**Exercise objective**
Your answer should consist of every line from the records that holds the string "derive".

** Stored data follows **

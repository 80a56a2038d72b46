// row.rs - Dynamically typed result rows
//
// A `Row` is an ordered mapping from column name to `Value`, decoded from
// whatever the query returned. Tests build expected rows with the `row!`
// macro and compare them structurally, so a query's shape does not need a
// dedicated struct.

use crate::errors::{Error, Result};
use rust_decimal::Decimal;
use serde::ser::{Serialize, SerializeMap, Serializer};
use sqlx::postgres::PgRow;
use sqlx::{Column, Row as _, TypeInfo, ValueRef};

/// A single column value
#[derive(Debug, Clone, PartialEq, serde::Serialize)]
#[serde(untagged)]
pub enum Value {
    Null,
    Bool(bool),
    Int(i64),
    Float(f64),
    Numeric(Decimal),
    Text(String),
    Json(serde_json::Value),
}

impl Value {
    /// Equality that lets floats differ by a relative `tolerance`
    ///
    /// Every other variant compares exactly, and an `Int` never equals a
    /// `Float` even when the numbers coincide.
    pub fn approx_eq(&self, other: &Value, tolerance: f64) -> bool {
        match (self, other) {
            (Value::Float(a), Value::Float(b)) => {
                if a == b {
                    return true;
                }
                let scale = a.abs().max(b.abs());
                (a - b).abs() <= tolerance * scale
            }
            _ => self == other,
        }
    }

    pub fn is_null(&self) -> bool {
        matches!(self, Value::Null)
    }

    pub fn as_i64(&self) -> Option<i64> {
        match self {
            Value::Int(v) => Some(*v),
            _ => None,
        }
    }

    pub fn as_f64(&self) -> Option<f64> {
        match self {
            Value::Float(v) => Some(*v),
            _ => None,
        }
    }

    pub fn as_str(&self) -> Option<&str> {
        match self {
            Value::Text(v) => Some(v),
            _ => None,
        }
    }
}

impl From<bool> for Value {
    fn from(v: bool) -> Self {
        Value::Bool(v)
    }
}

impl From<i32> for Value {
    fn from(v: i32) -> Self {
        Value::Int(i64::from(v))
    }
}

impl From<i64> for Value {
    fn from(v: i64) -> Self {
        Value::Int(v)
    }
}

impl From<f64> for Value {
    fn from(v: f64) -> Self {
        Value::Float(v)
    }
}

impl From<Decimal> for Value {
    fn from(v: Decimal) -> Self {
        Value::Numeric(v)
    }
}

impl From<&str> for Value {
    fn from(v: &str) -> Self {
        Value::Text(v.to_string())
    }
}

impl From<String> for Value {
    fn from(v: String) -> Self {
        Value::Text(v)
    }
}

impl From<serde_json::Value> for Value {
    fn from(v: serde_json::Value) -> Self {
        Value::Json(v)
    }
}

impl<T: Into<Value>> From<Option<T>> for Value {
    fn from(v: Option<T>) -> Self {
        v.map_or(Value::Null, Into::into)
    }
}

/// One result row, columns kept in query order
#[derive(Debug, Clone, PartialEq, Default)]
pub struct Row {
    columns: Vec<(String, Value)>,
}

impl Row {
    pub fn new() -> Self {
        Self::default()
    }

    /// Append a column; a repeated name replaces the earlier value in place
    pub fn insert(&mut self, column: impl Into<String>, value: impl Into<Value>) {
        let column = column.into();
        let value = value.into();
        match self.columns.iter_mut().find(|(name, _)| *name == column) {
            Some((_, slot)) => *slot = value,
            None => self.columns.push((column, value)),
        }
    }

    pub fn with(mut self, column: impl Into<String>, value: impl Into<Value>) -> Self {
        self.insert(column, value);
        self
    }

    pub fn get(&self, column: &str) -> Option<&Value> {
        self.columns
            .iter()
            .find(|(name, _)| name == column)
            .map(|(_, value)| value)
    }

    pub fn columns(&self) -> impl Iterator<Item = &str> {
        self.columns.iter().map(|(name, _)| name.as_str())
    }

    pub fn iter(&self) -> impl Iterator<Item = (&str, &Value)> {
        self.columns.iter().map(|(name, value)| (name.as_str(), value))
    }

    pub fn len(&self) -> usize {
        self.columns.len()
    }

    pub fn is_empty(&self) -> bool {
        self.columns.is_empty()
    }

    /// Decode a driver row, column by column
    pub fn from_pg_row(pg_row: &PgRow) -> Result<Self> {
        let mut row = Row::new();
        for column in pg_row.columns() {
            let value = decode_column(pg_row, column.ordinal(), column.name())?;
            row.columns.push((column.name().to_string(), value));
        }
        Ok(row)
    }
}

impl Serialize for Row {
    fn serialize<S: Serializer>(&self, serializer: S) -> std::result::Result<S::Ok, S::Error> {
        let mut map = serializer.serialize_map(Some(self.columns.len()))?;
        for (name, value) in &self.columns {
            map.serialize_entry(name, value)?;
        }
        map.end()
    }
}

fn decode_column(row: &PgRow, index: usize, name: &str) -> Result<Value> {
    let raw = row
        .try_get_raw(index)
        .map_err(|e| Error::query(format!("reading column `{name}`"), e))?;
    let type_name = raw.type_info().name().to_string();
    if raw.is_null() {
        return Ok(Value::Null);
    }

    let decoded = match type_name.as_str() {
        "BOOL" => row.try_get::<bool, _>(index).map(Value::Bool),
        "INT2" => row.try_get::<i16, _>(index).map(|v| Value::Int(i64::from(v))),
        "INT4" => row.try_get::<i32, _>(index).map(|v| Value::Int(i64::from(v))),
        "INT8" => row.try_get::<i64, _>(index).map(Value::Int),
        "FLOAT4" => row.try_get::<f32, _>(index).map(|v| Value::Float(f64::from(v))),
        "FLOAT8" => row.try_get::<f64, _>(index).map(Value::Float),
        "NUMERIC" => row.try_get::<Decimal, _>(index).map(Value::Numeric),
        "TEXT" | "VARCHAR" | "CHAR" | "BPCHAR" | "NAME" => row.try_get::<String, _>(index).map(Value::Text),
        "JSON" | "JSONB" => row.try_get::<serde_json::Value, _>(index).map(Value::Json),
        _ => {
            return Err(Error::UnsupportedColumnType {
                column: name.to_string(),
                type_name,
            })
        }
    };

    decoded.map_err(|e| Error::query(format!("decoding column `{name}` as {type_name}"), e))
}

/// Build a `Row` literal: `row! { "id" => 1, "name" => "HQ" }`
#[macro_export]
macro_rules! row {
    () => {
        $crate::row::Row::new()
    };
    ($($column:expr => $value:expr),+ $(,)?) => {
        $crate::row::Row::new()$(.with($column, $value))+
    };
}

** End of Stored data **

**Completed exercise**
#[derive(Debug, Clone, PartialEq, serde::Serialize)]
#[derive(Debug, Clone, PartialEq, Default)]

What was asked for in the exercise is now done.